肥大型心筋症における主および副原因遺伝子の解明に関する研究

研究課題

研究課題/領域番号 09670772
研究種目

基盤研究(C)

研究機関久留米大学

研究代表者

西 宏文  久留米大学, 医学部, 講師 (60189248)

研究分担者 中田 真詩  久留米大学, 医学部, 講師 (70180304)
キーワード肥大型心筋症 / 心筋βミオシン重鎖遺伝子 / 遺伝 / 心筋トロポニンI遺伝子 / 心筋トロポニンT遺伝子
研究概要

肥大型心筋症は長い間原因不明の心筋疾患であったが、分子遺伝学的手法により1990年に最初の原因遺伝子である心筋βミオシン重鎖遺伝子異常が報告されて以来、心筋トロポニンT、αトロポミオシン、心筋型ミオシン結合蛋白C、心筋ミオシン軽鎖分子(2種)の遺伝子異常が本症において相次いで見いだされ、本症の約半数の症例で遺伝子診断が可能となっている。しかしながら、約半数の肥大型心筋症では、未だ原因不明として残っている。申請者らは、これまでの7種類の原因遺伝子がいずれもサルコメア構成分子の遺伝子であることに注目し、候補遺伝子解析の手法を用いて心筋トロポニンI遺伝子を解析した。これまでに収集した肥大型心筋症多発家系を対象に、ゲノム遺伝子をPCR-SSCP(Polymerase chain reaction-single strand conformation polymorphism)法を用いて遺伝子変異を検出し、連鎖検定を用いて疾患との関連を検討した。
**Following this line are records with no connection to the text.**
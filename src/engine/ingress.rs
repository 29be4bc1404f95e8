//! The ingress hook.
//!
//! The front door validates a master order, risk-checks the master itself,
//! persists it in `SUBMITTED` state, and then calls this hook with the
//! order id. The hook schedules the fan-out and returns immediately — the
//! master's acknowledgment never waits on follower replication.

use std::sync::Arc;

use tokio::task::JoinHandle;

use crate::engine::dispatcher::Dispatcher;
use crate::publish::{CoreEvent, EventPublisher};
use crate::store::OrderStore;
use crate::types::order::OrderId;

/// Entry point the front door drives.
#[derive(Clone)]
pub struct IngressHook {
    dispatcher: Dispatcher,
    store: Arc<OrderStore>,
    publisher: EventPublisher,
}

impl IngressHook {
    /// Assemble the hook.
    pub fn new(dispatcher: Dispatcher, store: Arc<OrderStore>, publisher: EventPublisher) -> Self {
        Self {
            dispatcher,
            store,
            publisher,
        }
    }

    /// Kick off replication for an accepted master order. Returns
    /// immediately; the handle is only useful to tests and shutdown code
    /// that wants to await the fan-out.
    pub fn on_master_order_accepted(&self, master_order_id: OrderId) -> JoinHandle<()> {
        let this = self.clone();
        tokio::spawn(async move {
            match this.store.get(&master_order_id).await {
                Ok(master) => {
                    this.publisher.publish(CoreEvent::MasterOrderAccepted {
                        order_id: master.id.clone(),
                        account: master.account.clone(),
                        symbol: master.symbol.clone(),
                        side: master.side,
                    });
                }
                Err(e) => {
                    tracing::warn!(master_order = %master_order_id, error = %e, "ingress: master order unreadable");
                    return;
                }
            }
            if let Err(e) = this.dispatcher.dispatch(&master_order_id).await {
                tracing::warn!(master_order = %master_order_id, error = %e, "fan-out failed");
            }
        })
    }

    /// Replicate a master-order cancellation onto its follower orders.
    pub fn on_master_order_cancelled(&self, master_order_id: OrderId) -> JoinHandle<()> {
        let this = self.clone();
        tokio::spawn(async move {
            if let Err(e) = this.dispatcher.dispatch_cancel(&master_order_id).await {
                tracing::warn!(master_order = %master_order_id, error = %e, "cancel replication failed");
            }
        })
    }
}
//! Credential vault and broker session cache.
//!
//! Credentials rest sealed in storage (HMAC-SHA256 keystream in counter
//! mode plus an integrity tag — see [`seal`]/[`unseal`]) and are decrypted
//! only inside an authentication call. Authenticated sessions are cached
//! per account behind a per-account mutex, so concurrent callers for the
//! same account share one pending authentication (single-flight). Session
//! handles are reference-counted (`Arc`); a refresh never invalidates a
//! handle some pipeline is still using.

use std::collections::HashMap;
use std::sync::Arc;
use std::time::Duration;

use chrono::{DateTime, Utc};
use hmac::{Hmac, Mac};
use rand::RngCore;
use serde::{Deserialize, Serialize};
use sha2::Sha256;
use tokio::sync::Mutex;

use crate::error::{BrokerError, CoreError, Result};
use crate::store::Database;

type HmacSha256 = Hmac<Sha256>;

// ---------------------------------------------------------------------------
// Credentials & session
// ---------------------------------------------------------------------------

/// Broker credentials for one account, as stored (sealed) in the vault.
#[derive(Debug, Clone, Serialize, Deserialize)]
pub struct BrokerCredentials {
    /// Broker client code carried in request bodies.
    pub client_code: String,
    /// Broker user id carried in the request head.
    pub user_id: String,
    /// Broker password carried in the request head.
    pub password: String,
    /// Vendor API key carried in the request head.
    pub api_key: String,
}

/// An authenticated broker session.
///
/// Carries the decrypted head credentials for the lifetime of the handle;
/// dropping the last `Arc` drops them from memory.
#[derive(Debug, Clone)]
pub struct BrokerSession {
    /// The local account this session belongs to.
    pub account: String,
    pub client_code: String,
    pub user_id: String,
    pub password: String,
    pub api_key: String,
    /// Session token returned by login.
    pub token: String,
    pub expires_at: DateTime<Utc>,
}

impl BrokerSession {
    /// True when the session expires within `guard` from now — time to
    /// refresh proactively.
    pub fn expires_within(&self, guard: Duration) -> bool {
        let guard = chrono::Duration::from_std(guard).unwrap_or(chrono::Duration::zero());
        Utc::now() + guard >= self.expires_at
    }
}

/// The login path. Implemented by
/// [`IiflAuthClient`](crate::broker::client::IiflAuthClient) in production
/// and by in-memory fakes in tests.
#[async_trait::async_trait]
pub trait SessionAuthenticator: Send + Sync {
    /// Exchange credentials for a session.
    async fn authenticate(
        &self,
        account: &str,
        creds: &BrokerCredentials,
    ) -> std::result::Result<BrokerSession, BrokerError>;
}

// ---------------------------------------------------------------------------
// Sealing
// ---------------------------------------------------------------------------

const NONCE_LEN: usize = 16;
const TAG_LEN: usize = 32;

fn keystream_block(key: &[u8], nonce: &[u8], counter: u64) -> [u8; 32] {
    let mut mac = HmacSha256::new_from_slice(key).expect("HMAC accepts any key length");
    mac.update(nonce);
    mac.update(&counter.to_le_bytes());
    mac.finalize().into_bytes().into()
}

fn apply_keystream(key: &[u8], nonce: &[u8], data: &mut [u8]) {
    for (i, chunk) in data.chunks_mut(32).enumerate() {
        let block = keystream_block(key, nonce, i as u64);
        for (b, k) in chunk.iter_mut().zip(block.iter()) {
            *b ^= k;
        }
    }
}

fn tag_mac(key: &[u8], nonce: &[u8], ciphertext: &[u8]) -> HmacSha256 {
    let mut mac = HmacSha256::new_from_slice(key).expect("HMAC accepts any key length");
    mac.update(b"tag");
    mac.update(nonce);
    mac.update(ciphertext);
    mac
}

/// Seal plaintext under the master key: `base64(nonce || ciphertext || tag)`.
pub fn seal(key: &[u8], plaintext: &[u8]) -> String {
    use base64::Engine as _;

    let mut nonce = [0u8; NONCE_LEN];
    rand::thread_rng().fill_bytes(&mut nonce);

    let mut data = plaintext.to_vec();
    apply_keystream(key, &nonce, &mut data);
    let tag = tag_mac(key, &nonce, &data).finalize().into_bytes();

    let mut out = Vec::with_capacity(NONCE_LEN + data.len() + TAG_LEN);
    out.extend_from_slice(&nonce);
    out.extend_from_slice(&data);
    out.extend_from_slice(&tag);
    base64::engine::general_purpose::STANDARD.encode(out)
}

/// Reverse [`seal`], verifying the integrity tag before decrypting.
pub fn unseal(key: &[u8], sealed: &str) -> Result<Vec<u8>> {
    use base64::Engine as _;

    let raw = base64::engine::general_purpose::STANDARD
        .decode(sealed)
        .map_err(|e| CoreError::Unseal(format!("bad base64: {e}")))?;
    if raw.len() < NONCE_LEN + TAG_LEN {
        return Err(CoreError::Unseal("sealed blob too short".into()));
    }
    let (nonce, rest) = raw.split_at(NONCE_LEN);
    let (ciphertext, tag) = rest.split_at(rest.len() - TAG_LEN);

    tag_mac(key, nonce, ciphertext)
        .verify_slice(tag)
        .map_err(|_| CoreError::Unseal("integrity tag mismatch".into()))?;

    let mut data = ciphertext.to_vec();
    apply_keystream(key, nonce, &mut data);
    Ok(data)
}

// ---------------------------------------------------------------------------
// The vault
// ---------------------------------------------------------------------------

/// Per-account sealed credentials and the session cache over them.
pub struct CredentialVault {
    db: Database,
    master_key: Vec<u8>,
    authenticator: Arc<dyn SessionAuthenticator>,
    refresh_guard: Duration,
    /// account → slot. The per-slot mutex is the single-flight mechanism.
    entries: parking_lot::Mutex<HashMap<String, Arc<Mutex<Option<Arc<BrokerSession>>>>>>,
}

impl CredentialVault {
    /// Build a vault over the shared database.
    pub fn new(
        db: Database,
        master_key: impl Into<Vec<u8>>,
        authenticator: Arc<dyn SessionAuthenticator>,
        refresh_guard: Duration,
    ) -> Self {
        Self {
            db,
            master_key: master_key.into(),
            authenticator,
            refresh_guard,
            entries: parking_lot::Mutex::new(HashMap::new()),
        }
    }

    /// Seal and persist credentials for an account, replacing any prior
    /// ones, and drop any cached session.
    pub async fn store_credentials(&self, account: &str, creds: &BrokerCredentials) -> Result<()> {
        let sealed = seal(&self.master_key, &serde_json::to_vec(creds)?);
        let now = Utc::now().to_rfc3339();
        {
            let conn = self.db.conn().lock().await;
            conn.execute(
                "INSERT INTO broker_credentials (account, sealed, updated_at)
                 VALUES (?1, ?2, ?3)
                 ON CONFLICT(account) DO UPDATE SET sealed = ?2, updated_at = ?3",
                rusqlite::params![account, sealed, now],
            )?;
        }
        self.invalidate(account).await;
        Ok(())
    }

    /// Yield a session for the account, authenticating if none is cached
    /// or the cached one is inside the refresh guard window.
    pub async fn session(
        &self,
        account: &str,
    ) -> std::result::Result<Arc<BrokerSession>, BrokerError> {
        let slot = self.slot(account);
        let mut cached = slot.lock().await;

        if let Some(session) = cached.as_ref() {
            if !session.expires_within(self.refresh_guard) {
                return Ok(session.clone());
            }
            tracing::debug!(account, "session inside refresh guard, re-authenticating");
        }

        let creds = self.load_credentials(account).await?;
        let session = Arc::new(self.authenticator.authenticate(account, &creds).await?);
        tracing::debug!(account, expires_at = %session.expires_at, "broker session established");
        *cached = Some(session.clone());
        Ok(session)
    }

    /// Drop the cached session for an account (e.g. after the broker
    /// returned 401 for it).
    pub async fn invalidate(&self, account: &str) {
        let slot = self.slot(account);
        let mut cached = slot.lock().await;
        if cached.take().is_some() {
            tracing::debug!(account, "broker session invalidated");
        }
    }

    fn slot(&self, account: &str) -> Arc<Mutex<Option<Arc<BrokerSession>>>> {
        let mut entries = self.entries.lock();
        entries
            .entry(account.to_owned())
            .or_insert_with(|| Arc::new(Mutex::new(None)))
            .clone()
    }

    async fn load_credentials(
        &self,
        account: &str,
    ) -> std::result::Result<BrokerCredentials, BrokerError> {
        let sealed: Option<String> = {
            let conn = self.db.conn().lock().await;
            conn.query_row(
                "SELECT sealed FROM broker_credentials WHERE account = ?1",
                [account],
                |row| row.get(0),
            )
            .map(Some)
            .or_else(|e| match e {
                rusqlite::Error::QueryReturnedNoRows => Ok(None),
                other => Err(other),
            })
            .map_err(|e| BrokerError::AuthTransient(format!("credential read failed: {e}")))?
        };

        let sealed = sealed.ok_or_else(|| {
            BrokerError::InvalidCredentials(format!("no credentials stored for {account}"))
        })?;

        let plain = unseal(&self.master_key, &sealed)
            .map_err(|e| BrokerError::InvalidCredentials(e.to_string()))?;
        serde_json::from_slice(&plain)
            .map_err(|e| BrokerError::InvalidCredentials(format!("credential decode failed: {e}")))
    }
}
その結果、心筋トロポニンI遺伝子のエクソン7内の145番目のアミノ酸変異(Arg→Gly)を伴うミスセンス変異が肥大型心筋症の原因であることを見いだした。他に5種類の変異も同定している。
さらに、心筋トロポニンI遺伝子には、遺伝子異常と遺伝子多型の両者が存在することも明らかにした。則ち、エクソン5内にみられる塩基配列の違いは、アミノ酸の置換を伴っているが、両者とも健常集団中に認めら遺伝子多型と考えられた。一方、エクソン7・8内に見いだされたミスセンス変異は、健常集団には見いだされず、家系内で疾患と連鎖している事から、本症の原因と考えられた。このことは、遺伝子産物が機能的に重要性な部位をコードする塩基配列の異常は疾患を引き起こし、そうでない部分に生じた遺伝子変異は、多型として集団に蓄積された可能性を示唆している。今後さらに他の未知の原因遺伝子の同定を試みるとともに、各原因遺伝子毎の病態を検討していく予定である。

  • 研究成果

    (5件)

すべて その他

すべて 文献書誌 (5件)

  • [文献書誌] Akinori Kimura: "Mutations in the cardiac troponin I gene associated with hypertrophic cardiomyopathy" Nature Genetics. 16巻4号. 379-382 (1997)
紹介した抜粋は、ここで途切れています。